SAN BERNARDINO A judge is allowing a lawsuit — brought by tenants at Chino Airport seeking to force Planes of Fame to either improve access to businesses during its annual air show or stop the shows entirely — to continue making its way through the legal system.
The Wednesday ruling by San Bernardino County Superior Court Judge David S. Cohn set the next hearing for May 31.
The lawsuit alleges that the Planes of Fame Airshow physically obstructs businesses at the airport from operating by erecting fences and other barriers that blocks would-be customers and creating traffic jams that keep customers away. It further alleges that the show hurts their businesses by shutting down the air space, which grounds flight schools and other businesses not affiliated with the show.
The attorneys for Planes of Fame, Riverside-based Reid Hellyer, had filed what’s known as an anti-SLAPP motion. Such motions are filed in response to what defendants consider frivolous lawsuits that chill free speech.
“Planes of Fame moves for a special motion to strike … on the ground that the complaint seeks to enjoin Planes of Fame’s constitutionally protected free speech right to put on an aerial parade that celebrates our nation’s military and aviation history,” the motion reads. “Second, plaintiffs’ pleadings clearly indicate a desire to stop the air show and related speech activities rather than a few alleged effects.”
Michael G. Kerbs, an attorney at Reid Hellyer, said in an interview Friday that the businesses responded to the motion by saying that the air show was a commercial enterprise not protected by the First Amendment guarantee of free speech.
Kerbs said the judge ruled that the air show was protected free speech much like a parade would be, but that Cohn also ruled that some of the plaintiffs’ claims “were viable” and therefore the lawsuit should continue.

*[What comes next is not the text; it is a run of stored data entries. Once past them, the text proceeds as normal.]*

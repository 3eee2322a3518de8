//! Probe module for health checks.
//!
//! A probe answers "is this dependency healthy?" for one resource. Probes
//! never fail: every internal error is folded into the returned
//! [`ProbeResult`].

mod application;
mod disk;
mod dns;
mod ftp;
mod memory;
mod registry;
mod rest;
mod signalr;
mod smtp;

pub use application::*;
pub use disk::*;
pub use dns::*;
pub use ftp::*;
pub use memory::*;
pub use registry::*;
pub use rest::*;
pub use signalr::*;
pub use smtp::*;

use crate::lifetime::Shutdown;
use crate::model::HealthStatus;

use async_trait::async_trait;
use std::sync::Arc;
use std::time::{Duration, Instant};
use thiserror::Error;

/// Probe error types.
#[derive(Error, Debug)]
pub enum ProbeError {
    #[error("probe timed out after {0:?}")]
    Timeout(Duration),
    #[error("probe cancelled by shutdown")]
    Cancelled,
    #[error("io error: {0}")]
    Io(#[from] std::io::Error),
    #[error("http error: {0}")]
    Http(#[from] reqwest::Error),
    #[error("protocol error: {0}")]
    Protocol(String),
    #[error("invalid address: {0}")]
    Address(String),
}

/// Result of one probe execution.
#[derive(Debug, Clone)]
pub struct ProbeResult {
    pub status: HealthStatus,
    pub description: Option<String>,
    pub error: Option<Arc<ProbeError>>,
    pub duration: Duration,
}

impl ProbeResult {
    pub fn new(status: HealthStatus, description: impl Into<String>) -> Self {
        Self {
            status,
            description: Some(description.into()),
            error: None,
            duration: Duration::ZERO,
        }
    }

    pub fn healthy() -> Self {
        Self {
            status: HealthStatus::Healthy,
            description: None,
            error: None,
            duration: Duration::ZERO,
        }
    }

    pub fn from_error(status: HealthStatus, error: ProbeError) -> Self {
        Self {
            status,
            description: None,
            error: Some(Arc::new(error)),
            duration: Duration::ZERO,
        }
    }

    pub fn with_duration(mut self, duration: Duration) -> Self {
        self.duration = duration;
        self
    }

    /// Text reported upstream: the description, or the error when there is none.
    pub fn summary(&self) -> Option<String> {
        self.description
            .clone()
            .or_else(|| self.error.as_ref().map(|e| e.to_string()))
    }
}

/// Per-call settings handed to a probe.
#[derive(Debug, Clone, Copy)]
pub struct ProbeContext {
    /// Status to report when the checked resource is failing.
    pub failure_status: HealthStatus,
    pub timeout: Duration,
}

impl Default for ProbeContext {
    fn default() -> Self {
        Self {
            failure_status: HealthStatus::Unhealthy,
            timeout: Duration::from_secs(30),
        }
    }
}

#[async_trait]
pub trait Probe: Send + Sync {
    async fn check(&self, ctx: &ProbeContext) -> ProbeResult;
}

/// Run a probe bounded by its timeout and by shutdown.
///
/// The returned result carries the elapsed time.
pub async fn run_probe(probe: &dyn Probe, ctx: &ProbeContext, shutdown: &Shutdown) -> ProbeResult {
    let mut shutdown = shutdown.clone();
    let start = Instant::now();

    let result = tokio::select! {
        outcome = tokio::time::timeout(ctx.timeout, probe.check(ctx)) => match outcome {
            Ok(result) => result,
            Err(_) => ProbeResult::from_error(ctx.failure_status, ProbeError::Timeout(ctx.timeout)),
        },
        _ = shutdown.stopped() => ProbeResult::from_error(ctx.failure_status, ProbeError::Cancelled),
    };

    result.with_duration(start.elapsed())
}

Christen Wright, director of Yanks Air Museum, said in a news release that the plaintiffs welcomed the decision.
“We are quite heartened that the judge saw the merits of our case,” Wright wrote. “Our goal is to find a fair resolution prior to the 2018 air show. We are all supportive of our military’s service and sacrifice for our country and want the air show to continue in a way that does not harm our businesses.”
Kerbs said he was not aware of any negotiations between the sides through the attorneys.
“Unfortunately, Planes of Fame has refused to address the issues in a fair manner, which is why the tenants had to file the lawsuit,” Michael Thayer, president of plaintiff Flying Tigers, said in the news release.